Glasgow & West Scotland

Support team to tackle A&E wait times at Royal Alexandra Hospital

Royal Alexandra Hospital Image copyright Google
Image caption A spokesman said performance at the hospital was not recovering as quickly as it should

The Scottish government is sending in a support team to help cut accident and emergency waiting times at the Royal Alexandra Hospital in Paisley.

Unscheduled care managers will work with hospital staff to identify ways to speed up treatment.

In January, it emerged one patient had waited 20 hours for a bed.

The head of NHS Scotland apologised to patients and said it had been a "challenging winter" for A&E departments across Scotland.

Chief executive Paul Gray said: "I recognise that all staff have been working extremely hard in our NHS to ensure patients get the best possible care.

"However, I'm concerned that performance is not recovering as quickly as it should at the Royal Alexandra Hospital and it is clear to me, through our performance monitoring and management, that the board needs support to help them ensure patients are seen and treated in A&E within the appropriate timescale."
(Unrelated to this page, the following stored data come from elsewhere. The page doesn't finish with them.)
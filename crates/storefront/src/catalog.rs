//! Static menu catalog.
//!
//! The menu is hard-coded data, not database-backed. Item names are unique
//! across the catalog and serve as the cart identity key. The add-to-cart
//! handler resolves posted names against this catalog, so prices are always
//! server-authoritative.

use royal_biryani_core::CatalogItem;

/// A menu category with its anchor key and display title.
pub struct Category {
    /// Anchor id used for in-page navigation chips.
    pub key: &'static str,
    pub title: &'static str,
    pub items: Vec<CatalogItem>,
}

/// The full menu, in display order.
#[must_use]
pub fn categories() -> Vec<Category> {
    vec![
        Category {
            key: "recommended",
            title: "Recommended For You",
            items: vec![
                CatalogItem::new("Dum Gosht Biryani", 329, "/static/images/menu-gosht.jpg", false),
                CatalogItem::new("Subz-e-Biryani", 269, "/static/images/menu-veg.jpg", true),
                CatalogItem::new(
                    "Shahi Biryani (Serves 2)",
                    529,
                    "/static/images/menu-shahi.jpg",
                    false,
                ),
            ],
        },
        Category {
            key: "classic",
            title: "Classic Biryani",
            items: vec![
                CatalogItem::new(
                    "Chicken Dum Biryani",
                    299,
                    "/static/images/menu-chicken.jpg",
                    false,
                ),
                CatalogItem::new("Veg Dum Biryani", 259, "/static/images/menu-veg.jpg", true),
            ],
        },
        Category {
            key: "hyderabadi",
            title: "Hyderabadi Biryani",
            items: vec![
                CatalogItem::new(
                    "Hyderabadi Chicken Biryani",
                    319,
                    "/static/images/menu-hyd-chicken.jpg",
                    false,
                ),
                CatalogItem::new(
                    "Hyderabadi Mutton Biryani",
                    379,
                    "/static/images/menu-hyd-mutton.jpg",
                    false,
                ),
                CatalogItem::new(
                    "Hyderabadi Veg Biryani",
                    279,
                    "/static/images/menu-hyd-veg.jpg",
                    true,
                ),
            ],
        },
        Category {
            key: "thali",
            title: "Biryani and Kebab Thali",
            items: vec![
                CatalogItem::new(
                    "Chicken Biryani + Kebabs Thali",
                    399,
                    "/static/images/menu-thali-chicken.jpg",
                    false,
                ),
                CatalogItem::new(
                    "Veg Biryani + Kebabs Thali",
                    359,
                    "/static/images/menu-thali-veg.jpg",
                    true,
                ),
            ],
        },
        Category {
            key: "lto",
            title: "Limited Time Specials",
            items: vec![
                CatalogItem::new("Haleem Special", 299, "/static/images/menu-haleem.jpg", false),
                CatalogItem::new(
                    "Saffron Zafrani Biryani",
                    349,
                    "/static/images/menu-zafrani.jpg",
                    false,
                ),
            ],
        },
        Category {
            key: "curries",
            title: "Royal Curries & Breads",
            items: vec![
                CatalogItem::new(
                    "Murgh Makhani",
                    299,
                    "/static/images/menu-curry-butterchicken.jpg",
                    false,
                ),
                CatalogItem::new(
                    "Ghost Pepper Korma",
                    329,
                    "/static/images/menu-curry-korma.jpg",
                    false,
                ),
                CatalogItem::new(
                    "Tandoori Roti (2)",
                    49,
                    "/static/images/menu-bread-roti.jpg",
                    true,
                ),
                CatalogItem::new("Butter Naan", 69, "/static/images/menu-bread-naan.jpg", true),
            ],
        },
        Category {
            key: "metalhandi",
            title: "Metal Handi - Nawabi Biryani (Serves 2)",
            items: vec![
                CatalogItem::new(
                    "Nawabi Chicken Handi",
                    649,
                    "/static/images/menu-handi-chicken.jpg",
                    false,
                ),
                CatalogItem::new(
                    "Nawabi Mutton Handi",
                    749,
                    "/static/images/menu-handi-mutton.jpg",
                    false,
                ),
            ],
        },
        Category {
            key: "starters",
            title: "Starters",
            items: vec![
                CatalogItem::new("Murgh Seekh Kebab", 299, "/static/images/menu-kebab.jpg", false),
                CatalogItem::new(
                    "Paneer Tikka",
                    279,
                    "/static/images/menu-starter-paneer.jpg",
                    true,
                ),
                CatalogItem::new(
                    "Tandoori Chicken (Half)",
                    349,
                    "/static/images/menu-starter-tandoori.jpg",
                    false,
                ),
            ],
        },
        Category {
            key: "sides",
            title: "Sides",
            items: vec![
                CatalogItem::new("Raita", 49, "/static/images/menu-side-raita.jpg", true),
                CatalogItem::new(
                    "Mirchi Ka Salan",
                    69,
                    "/static/images/menu-side-salan.jpg",
                    true,
                ),
                CatalogItem::new("Papad (2)", 29, "/static/images/menu-side-papad.jpg", true),
            ],
        },
        Category {
            key: "desserts",
            title: "Desserts & Beverages",
            items: vec![
                CatalogItem::new(
                    "Gulab Jamun (2 pc)",
                    89,
                    "/static/images/menu-dessert.jpg",
                    true,
                ),
                CatalogItem::new("Phirni", 99, "/static/images/menu-dessert-phirni.jpg", true),
                CatalogItem::new("Masala Chaas", 79, "/static/images/menu-bev-chaas.jpg", true),
            ],
        },
        Category {
            key: "combos",
            title: "Combos",
            items: vec![
                CatalogItem::new(
                    "Chicken Biryani + Pepsi",
                    349,
                    "/static/images/menu-combo-chicken.jpg",
                    false,
                ),
                CatalogItem::new(
                    "Veg Biryani + Gulab Jamun",
                    329,
                    "/static/images/menu-combo-veg.jpg",
                    true,
                ),
                CatalogItem::new(
                    "Family Feast (Serves 4)",
                    1249,
                    "/static/images/menu-combo-family.jpg",
                    false,
                ),
            ],
        },
    ]
}

/// The "Popular This Week" list on the home page.
#[must_use]
pub fn popular() -> Vec<CatalogItem> {
    vec![
        CatalogItem::new("Subz-e-Biryani", 269, "/static/images/menu-veg.jpg", true).tagged("Veg"),
        CatalogItem::new("Dum Gosht Biryani", 329, "/static/images/menu-gosht.jpg", false)
            .tagged("Best Seller"),
        CatalogItem::new("Murgh Kebab Platter", 299, "/static/images/menu-kebab.jpg", false)
            .tagged("New"),
        CatalogItem::new(
            "Shahi Biryani (Serves 2)",
            529,
            "/static/images/menu-shahi.jpg",
            false,
        )
        .tagged("Combo"),
        CatalogItem::new("Haleem Special", 299, "/static/images/menu-haleem.jpg", false)
            .tagged("Seasonal"),
        CatalogItem::new("Gulab Jamun (2 pc)", 89, "/static/images/menu-dessert.jpg", true)
            .tagged("Dessert"),
    ]
}

/// The offers page list: BOGO items, combos, and discounted items.
#[must_use]
pub fn offers() -> Vec<CatalogItem> {
    vec![
        CatalogItem::new("Murgh Seekh Kebab", 299, "/static/images/menu-kebab.jpg", false)
            .buy_one_get_one(),
        CatalogItem::new("Paneer Tikka", 279, "/static/images/menu-starter-paneer.jpg", true)
            .buy_one_get_one(),
        CatalogItem::new("Gulab Jamun (2 pc)", 89, "/static/images/menu-dessert.jpg", true)
            .buy_one_get_one(),
        CatalogItem::new(
            "Chicken Biryani + Pepsi",
            349,
            "/static/images/menu-combo-chicken.jpg",
            false,
        )
        .tagged("Combo"),
        CatalogItem::new(
            "Veg Biryani + Gulab Jamun",
            329,
            "/static/images/menu-combo-veg.jpg",
            true,
        )
        .tagged("Combo"),
        CatalogItem::new("Haleem Special", 299, "/static/images/menu-haleem.jpg", false)
            .tagged("Limited Time"),
        CatalogItem::new(
            "Shahi Biryani (Serves 2)",
            529,
            "/static/images/menu-shahi.jpg",
            false,
        )
        .tagged("₹50 OFF")
        .discounted_from(579),
        CatalogItem::new(
            "Nawabi Chicken Handi",
            649,
            "/static/images/menu-handi-chicken.jpg",
            false,
        )
        .tagged("₹100 OFF")
        .discounted_from(749),
    ]
}

/// Resolve an item by name.
///
/// Searches the menu first, then the popular list (which has a few
/// home-page-only entries), then the offers list. Promotional metadata on
/// duplicate entries is presentation-only; price and identity are the same
/// everywhere a name appears.
#[must_use]
pub fn find(name: &str) -> Option<CatalogItem> {
    categories()
        .into_iter()
        .flat_map(|c| c.items)
        .chain(popular())
        .chain(offers())
        .find(|item| item.name == name)
}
"Having discussed this with the board chief executive in line with our normal escalation procedures, I have today provided specialised support to work with NHS Greater Glasgow and Clyde to deal with the current level of demand, and an extended support team will be in place at the beginning of next week.

"This action will help identify issues where they exist and prioritise actions that can be taken to improve A&E performance."

'Improved performance'

In January, NHS Greater Glasgow and Clyde admitted that 2,400 people across the health board area waited more than four hours for treatment over the Christmas period.
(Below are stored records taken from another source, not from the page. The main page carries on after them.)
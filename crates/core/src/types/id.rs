//! Newtype ID for confirmed orders.

use core::fmt;

use serde::{Deserialize, Serialize};
use uuid::Uuid;

/// Identifier assigned to an order when the shopper confirms it.
#[derive(Debug, Clone, Copy, PartialEq, Eq, Hash, Serialize, Deserialize)]
#[serde(transparent)]
pub struct OrderId(Uuid);

impl OrderId {
    /// Generate a fresh random ID.
    #[must_use]
    pub fn new() -> Self {
        Self(Uuid::new_v4())
    }

    /// Get the underlying UUID.
    #[must_use]
    pub const fn as_uuid(&self) -> Uuid {
        self.0
    }
}

impl Default for OrderId {
    fn default() -> Self {
        Self::new()
    }
}

impl fmt::Display for OrderId {
    fn fmt(&self, f: &mut fmt::Formatter<'_>) -> fmt::Result {
        write!(f, "{}", self.0)
    }
}

#[cfg(test)]
mod tests {
    use super::*;

    #[test]
    fn test_ids_are_unique() {
        assert_ne!(OrderId::new(), OrderId::new());
    }
}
Figures published last week showed that in December, across the health board area, 84% of people waiting at A&E were seen within four hours.

Robert Calderwood, chief executive of NHSGGC, said: "There has been a lot of learning across Scotland in recent months about various different approaches to improving efficiency of patient flows in A&E's and I am hopeful that some of that learning may prove to be appropriate for the RAH to help our teams on the ground deliver improved performance in the weeks and months ahead

"I would reiterate that the board and our staff remain committed to meeting the highest levels of service provision for the patients we serve and every opportunity to improve on our current challenged performance is welcomed."

Scottish Labour said there was "an A&E crisis in Scotland".

The party's health spokeswoman Jenny Marra said: "The SNP government in Edinburgh now have to take responsibility for the failures that have happened on their watch."